Figure CN121015243B_ABST
Abstract
Description
Technical Field
[0001] This invention relates to the fields of medical devices and signal processing technology, specifically to a method and system for intelligent identification of the characteristics of breast excised tissue. Background Technology
[0002] Vacuum-assisted excision biopsy of the breast has been widely used for minimally invasive diagnosis and removal of suspicious breast lesions. However, existing excision biopsy systems mainly rely on intraoperative image guidance and surgeon experience, lacking accurate technical means for real-time assessment of tissue characteristics. For example, in current technologies, physicians typically determine whether the target lesion tissue has been removed based on the appearance of the extracted tissue or postoperative images. Some systems offer real-time imaging verification functions or presets such as "dense tissue mode" to manually handle different tissue densities. However, these methods either verify after tissue sampling, failing to provide immediate feedback on tissue properties during the cutting process, or require manual judgment and mode switching, making it difficult to identify different types of tissue in a timely and accurate manner. Consequently, the problem of inaccurate tissue characteristic identification in breast excision surgery remains prominent: the inability to intelligently determine whether the removed tissue is lesion tissue or its density during surgery may lead to insufficient removal or misremoval of normal tissue, affecting surgical efficiency and diagnostic accuracy.
[0003] Therefore, there is an urgent need for a technical solution that can identify tissue characteristics in real time and accurately during breast excision to address the shortcomings of existing technologies that cannot intelligently identify tissue types and characteristics.

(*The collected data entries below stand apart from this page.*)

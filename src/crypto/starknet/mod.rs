//! StarkNet Cryptography Module
//!
//! STARK 곡선 위의 암호화 기본 요소를 제공합니다.
//!
//! # 주요 기능
//!
//! - 유한체 및 곡선 점 연산
//! - Pedersen 해싱 (체인 해시 포함)
//! - StarkNet ECDSA 서명 및 검증 (RFC 6979 결정적 nonce)
//! - 키 쌍 생성 및 공개키 파생
//! - 타입 데이터 메시지 해시 (레거시 revision 0)

pub mod constants;
mod curve;
mod ecdsa;
mod field;
mod keccak;
mod keys;
mod pedersen;
mod rfc6979;
mod scalar;
mod short_string;
mod typed_data;

pub use curve::{is_on_curve, CurvePoint};
pub use ecdsa::{sign_hash, sign_with_nonce, verify, verify_with_x, Signature};
pub use field::FieldElement;
pub use keccak::{keccak256, selector_from_name, starknet_keccak};
pub use keys::{derive_public_key, get_public_key, KeyPair};
pub use pedersen::{chain_hash, pedersen_hash, HashChain};
pub use rfc6979::generate_k;
pub use scalar::Scalar;
pub use short_string::{decode_short_string, encode_short_string, SHORT_STRING_MAX_LEN};
pub use typed_data::{
    encode_typed_data_hash, StarkNetDomain, TypeSchema, TypedData, TypedDataField,
    DOMAIN_TYPE_NAME, MESSAGE_PREFIX,
};
/// StarkNet 타입 데이터
#[derive(Debug, Clone, Serialize, Deserialize)]
#[serde(rename_all = "camelCase")]
pub struct TypedData {
    /// 타입 정의
    pub types: TypeSchema,
    /// 주 타입 이름
    pub primary_type: String,
    /// 도메인
    pub domain: StarkNetDomain,
    /// 메시지 데이터
    pub message: Value,
}

impl TypedData {
    /// 새 타입 데이터 생성
    pub fn new(
        types: TypeSchema,
        primary_type: impl Into<String>,
        domain: StarkNetDomain,
        message: Value,
    ) -> Self {
        Self {
            types,
            primary_type: primary_type.into(),
            domain,
            message,
        }
    }

    /// 도메인 구조체 해시
    pub fn domain_hash(&self) -> StarkResult<FieldElement> {
        self.types
            .struct_hash(DOMAIN_TYPE_NAME, &self.domain.to_value())
    }

    /// 주 타입 메시지의 구조체 해시
    pub fn struct_hash(&self) -> StarkResult<FieldElement> {
        self.types.struct_hash(&self.primary_type, &self.message)
    }

    /// 전체 서명 해시 계산
    ///
    /// hash = chain_hash("StarkNet Message", domain_hash, account_address, message_hash)
    pub fn message_hash(&self, account_address: &FieldElement) -> StarkResult<FieldElement> {
        let prefix = encode_short_string(MESSAGE_PREFIX)?;
        let hash = chain_hash(&[
            prefix,
            self.domain_hash()?,
            account_address.clone(),
            self.struct_hash()?,
        ]);

        tracing::debug!(
            primary_type = %self.primary_type,
            hash = %hash,
            "computed typed data hash"
        );
        Ok(hash)
    }
}

impl TypedDataHasher for TypedData {
    fn hash_struct(&self) -> StarkResult<FieldElement> {
        self.struct_hash()
    }

    fn message_hash(&self, account: &FieldElement) -> StarkResult<FieldElement> {
        TypedData::message_hash(self, account)
    }
}

/// 타입 데이터 해시 인코딩 (단축 함수)
pub fn encode_typed_data_hash(
    typed_data: &TypedData,
    account_address: &FieldElement,
) -> StarkResult<FieldElement> {
    typed_data.message_hash(account_address)
}

#[cfg(test)]
mod tests {
    use super::*;
    use serde_json::json;

    fn felt(hex: &str) -> FieldElement {
        FieldElement::from_hex(hex).unwrap()
    }

    fn domain_fields() -> Vec<TypedDataField> {
        vec![
            TypedDataField::new("name", "felt"),
            TypedDataField::new("chainId", "felt"),
            TypedDataField::new("version", "felt"),
        ]
    }

    fn mail_schema() -> TypeSchema {
        TypeSchema::new([
            ("StarkNetDomain", domain_fields()),
            (
                "Person",
                vec![
                    TypedDataField::new("name", "felt"),
                    TypedDataField::new("wallet", "felt"),
                ],
            ),
            (
                "Mail",
                vec![
                    TypedDataField::new("from", "Person"),
                    TypedDataField::new("to", "Person"),
                    TypedDataField::new("contents", "felt"),
                ],
            ),
        ])
        .unwrap()
    }

    fn felt_schema(field_type: &str) -> TypeSchema {
        TypeSchema::new([("Value", vec![TypedDataField::new("value", field_type)])]).unwrap()
    }

    fn encode(field_type: &str, value: Value) -> StarkResult<FieldElement> {
        felt_schema(field_type).encode_value("value", field_type, &value)
    }

    #[test]
    fn test_domain_type_hash() {
        let schema = TypeSchema::new([("StarkNetDomain", domain_fields())]).unwrap();
        assert_eq!(
            schema.encode_type("StarkNetDomain").unwrap(),
            "StarkNetDomain(name:felt,chainId:felt,version:felt)"
        );
        assert_eq!(
            schema.type_hash("StarkNetDomain").unwrap(),
            felt("0x98d1932052fc5137543de5ed85b7a88555a4cd1ff5d5bfedb62ed9b9a1f0db")
        );
    }

    #[test]
    fn test_domain_type_hash_depends_on_field_order() {
        let schema = TypeSchema::new([(
            "StarkNetDomain",
            vec![
                TypedDataField::new("name", "felt"),
                TypedDataField::new("version", "felt"),
                TypedDataField::new("chainId", "felt"),
            ],
        )])
        .unwrap();
        assert_eq!(
            schema.encode_type("StarkNetDomain").unwrap(),
            "StarkNetDomain(name:felt,version:felt,chainId:felt)"
        );
        assert_eq!(
            schema.type_hash("StarkNetDomain").unwrap(),
            felt("0x1bfc207425a47a5dfa1a50a4f5241203f50624ca5fdf5e18755765416b8e288")
        );
    }

    #[test]
    fn test_encode_type_with_dependencies() {
        let schema = mail_schema();
        assert_eq!(
            schema.encode_type("Mail").unwrap(),
            "Mail(from:Person,to:Person,contents:felt)Person(name:felt,wallet:felt)"
        );
    }

    #[test]
    fn test_dependencies_sorted_and_deduplicated() {
        let schema = TypeSchema::new([
            (
                "Root",
                vec![
                    TypedDataField::new("z", "Zeta"),
                    TypedDataField::new("a", "Alpha*"),
                    TypedDataField::new("z2", "Zeta"),
                ],
            ),
            ("Zeta", vec![TypedDataField::new("inner", "Alpha")]),
            ("Alpha", vec![TypedDataField::new("v", "felt")]),
        ])
        .unwrap();

        assert_eq!(
            schema.encode_type("Root").unwrap(),
            "Root(z:Zeta,a:Alpha*,z2:Zeta)Alpha(v:felt)Zeta(inner:Alpha)"
        );
    }

    #[test]
    fn test_self_reference_terminates() {
        let schema = TypeSchema::new([(
            "Node",
            vec![
                TypedDataField::new("value", "felt"),
                TypedDataField::new("children", "Node*"),
            ],
        )])
        .unwrap();
        assert_eq!(
            schema.encode_type("Node").unwrap(),
            "Node(value:felt,children:Node*)"
        );
    }

    #[test]
    fn test_unknown_type_rejected() {
        let err = TypeSchema::new([("Mail", vec![TypedDataField::new("from", "Person")])])
            .unwrap_err();
        assert_eq!(
            err,
            StarkError::UnknownType {
                type_name: "Person".into()
            }
        );

        let err = mail_schema().type_hash("Missing").unwrap_err();
        assert!(err.is_encoding_error());
    }

    #[test]
    fn test_type_hash_memoized() {
        let schema = mail_schema();
        let first = schema.type_hash("Mail").unwrap();
        assert_eq!(schema.type_hash("Mail").unwrap(), first);
        assert_eq!(
            first,
            starknet_keccak(schema.encode_type("Mail").unwrap().as_bytes())
        );
    }

    #[test]
    fn test_felt_encoding_rules() {
        assert_eq!(
            encode("felt", json!(42)).unwrap(),
            FieldElement::from(42u64),
        );
        assert_eq!(
            encode("felt", json!("42")).unwrap(),
            FieldElement::from(42u64),
        );
        assert_eq!(
            encode("felt", json!("0x2a")).unwrap(),
            FieldElement::from(42u64),
        );
        assert_eq!(encode("felt", json!("")).unwrap(), FieldElement::zero());
        assert_eq!(encode("felt", json!(true)).unwrap(), FieldElement::one());
        assert_eq!(
            encode("felt", json!("hello")).unwrap(),
            encode_short_string("hello").unwrap()
        );
        // "0x" 만 있으면 short string
        assert_eq!(
            encode("felt", json!("0x")).unwrap(),
            encode_short_string("0x").unwrap()
        );
    }

    #[test]
    fn test_felt_encoding_errors() {
        let too_long = "a".repeat(32);
        let err = encode("felt", json!(too_long)).unwrap_err();
        assert_eq!(err.code(), "FIELD_ENCODING_ERROR");

        let p = "0x800000000000011000000000000000000000000000000000000000000000001";
        assert!(encode("felt", json!(p)).is_err());
        assert!(encode("felt", json!(-1)).is_err());
        assert!(encode("felt", json!(1.5)).is_err());
        assert!(encode("felt", json!({"a": 1})).is_err());
    }

    #[test]
    fn test_string_types_share_felt_rules() {
        for ty in ["string", "shortstring"] {
            assert_eq!(
                encode(ty, json!("abc")).unwrap(),
                encode("felt", json!("abc")).unwrap()
            );
        }
    }

    #[test]
    fn test_bool_encoding() {
        assert_eq!(encode("bool", json!(false)).unwrap(), FieldElement::zero());
        assert_eq!(encode("bool", json!(1)).unwrap(), FieldElement::one());
        assert_eq!(encode("bool", json!("1")).unwrap(), FieldElement::one());
        assert_eq!(encode("bool", json!("0")).unwrap(), FieldElement::zero());
        assert!(encode("bool", json!(2)).is_err());
        assert!(encode("bool", json!("yes")).is_err());
    }

    #[test]
    fn test_bool_rejects_text_literals() {
        for text in ["true", "false"] {
            let err = encode("bool", json!(text)).unwrap_err();
            assert_eq!(err.code(), "FIELD_ENCODING_ERROR");
        }
        // felt 로는 short string 이 됨
        assert_eq!(
            encode("felt", json!("true")).unwrap(),
            FieldElement::from(0x74727565u64)
        );
    }

    #[test]
    fn test_selector_encoding() {
        assert_eq!(
            encode("selector", json!("transfer")).unwrap(),
            selector_from_name("transfer")
        );
        assert_eq!(
            encode("selector", json!("0x1234")).unwrap(),
            FieldElement::from(0x1234u64)
        );
        assert_eq!(
            encode("selector", json!(0x1234)).unwrap(),
            FieldElement::from(0x1234u64)
        );
    }

    #[test]
    fn test_decimal_selector_is_a_name() {
        assert_eq!(
            encode("selector", json!("123")).unwrap(),
            selector_from_name("123")
        );
        assert_ne!(
            encode("selector", json!("123")).unwrap(),
            FieldElement::from(123u64)
        );
    }

    #[test]
    fn test_array_encoding() {
        let value = encode("felt*", json!([1, "0x2", "three"])).unwrap();
        let expected = chain_hash(&[
            FieldElement::from(1u64),
            FieldElement::from(2u64),
            encode_short_string("three").unwrap(),
        ]);
        assert_eq!(value, expected);

        assert_eq!(encode("felt*", json!([])).unwrap(), chain_hash(&[]));
        assert!(encode("felt*", json!("not an array")).is_err());
    }

    #[test]
    fn test_struct_hash_missing_field() {
        let schema = mail_schema();
        let err = schema
            .struct_hash("Person", &json!({"name": "Bob"}))
            .unwrap_err();
        assert_eq!(
            err,
            StarkError::encoding("wallet", "missing from Person")
        );
    }

    #[test]
    fn test_struct_hash_nested() {
        let schema = mail_schema();
        let bob = json!({"name": "Bob", "wallet": "0x1"});
        let alice = json!({"name": "Alice", "wallet": "0x2"});
        let mail = json!({"from": bob, "to": alice, "contents": "Hello"});

        let expected = chain_hash(&[
            schema.type_hash("Mail").unwrap(),
            schema.struct_hash("Person", &bob).unwrap(),
            schema.struct_hash("Person", &alice).unwrap(),
            encode_short_string("Hello").unwrap(),
        ]);
        assert_eq!(schema.struct_hash("Mail", &mail).unwrap(), expected);
    }

    #[test]
    fn test_domain_chain_id_number() {
        let domain: StarkNetDomain =
            serde_json::from_value(json!({"name": "App", "version": "1", "chainId": 1}))
                .unwrap();
        assert_eq!(domain.chain_id, "1");
    }

    #[test]
    fn test_schema_serde() {
        let schema = mail_schema();
        let value = serde_json::to_value(&schema).unwrap();
        assert_eq!(value["Person"][1]["type"], "felt");

        let parsed: TypeSchema = serde_json::from_value(value).unwrap();
        assert_eq!(
            parsed.type_hash("Mail").unwrap(),
            schema.type_hash("Mail").unwrap(),
        );

        let invalid = json!({"Mail": [{"name": "from", "type": "Person"}]});
        assert!(serde_json::from_value::<TypeSchema>(invalid).is_err());
    }

    #[test]
    fn test_message_hash_structure() {
        let typed_data = TypedData::new(
            mail_schema(),
            "Person",
            StarkNetDomain::new("App", "1", "SN_MAIN"),
            json!({"name": "Bob", "wallet": "0x1"}),
        );
        let account = FieldElement::from(12345u64);

        let expected = chain_hash(&[
            encode_short_string(MESSAGE_PREFIX).unwrap(),
            typed_data.domain_hash().unwrap(),
            account.clone(),
            typed_data.struct_hash().unwrap(),
        ]);
        assert_eq!(typed_data.message_hash(&account).unwrap(), expected);
        assert_eq!(
            encode_typed_data_hash(&typed_data, &account).unwrap(),
            expected,
        );
    }

    #[test]
    fn test_missing_domain_type() {
        let schema = TypeSchema::new([("Msg", vec![TypedDataField::new("v", "felt")])]).unwrap();
        let typed_data = TypedData::new(
            schema,
            "Msg",
            StarkNetDomain::new("App", "1", "SN_MAIN"),
            json!({"v": 1}),
        );
        let err = typed_data.message_hash(&FieldElement::one()).unwrap_err();
        assert_eq!(
            err,
            StarkError::UnknownType {
                type_name: DOMAIN_TYPE_NAME.into()
            }
        );
    }
}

Summary of the Invention
[0004] Technical Objective: To address the shortcomings of inaccurate tissue characteristic identification in existing breast excision surgery techniques, this invention discloses an intelligent identification method and system for breast excision tissue characteristics. This method can collect and analyze tissue characteristic data in real time during the excision surgery, intelligently and accurately identify the properties of the excised tissue, thereby significantly improving the accuracy and efficiency of the excision surgery.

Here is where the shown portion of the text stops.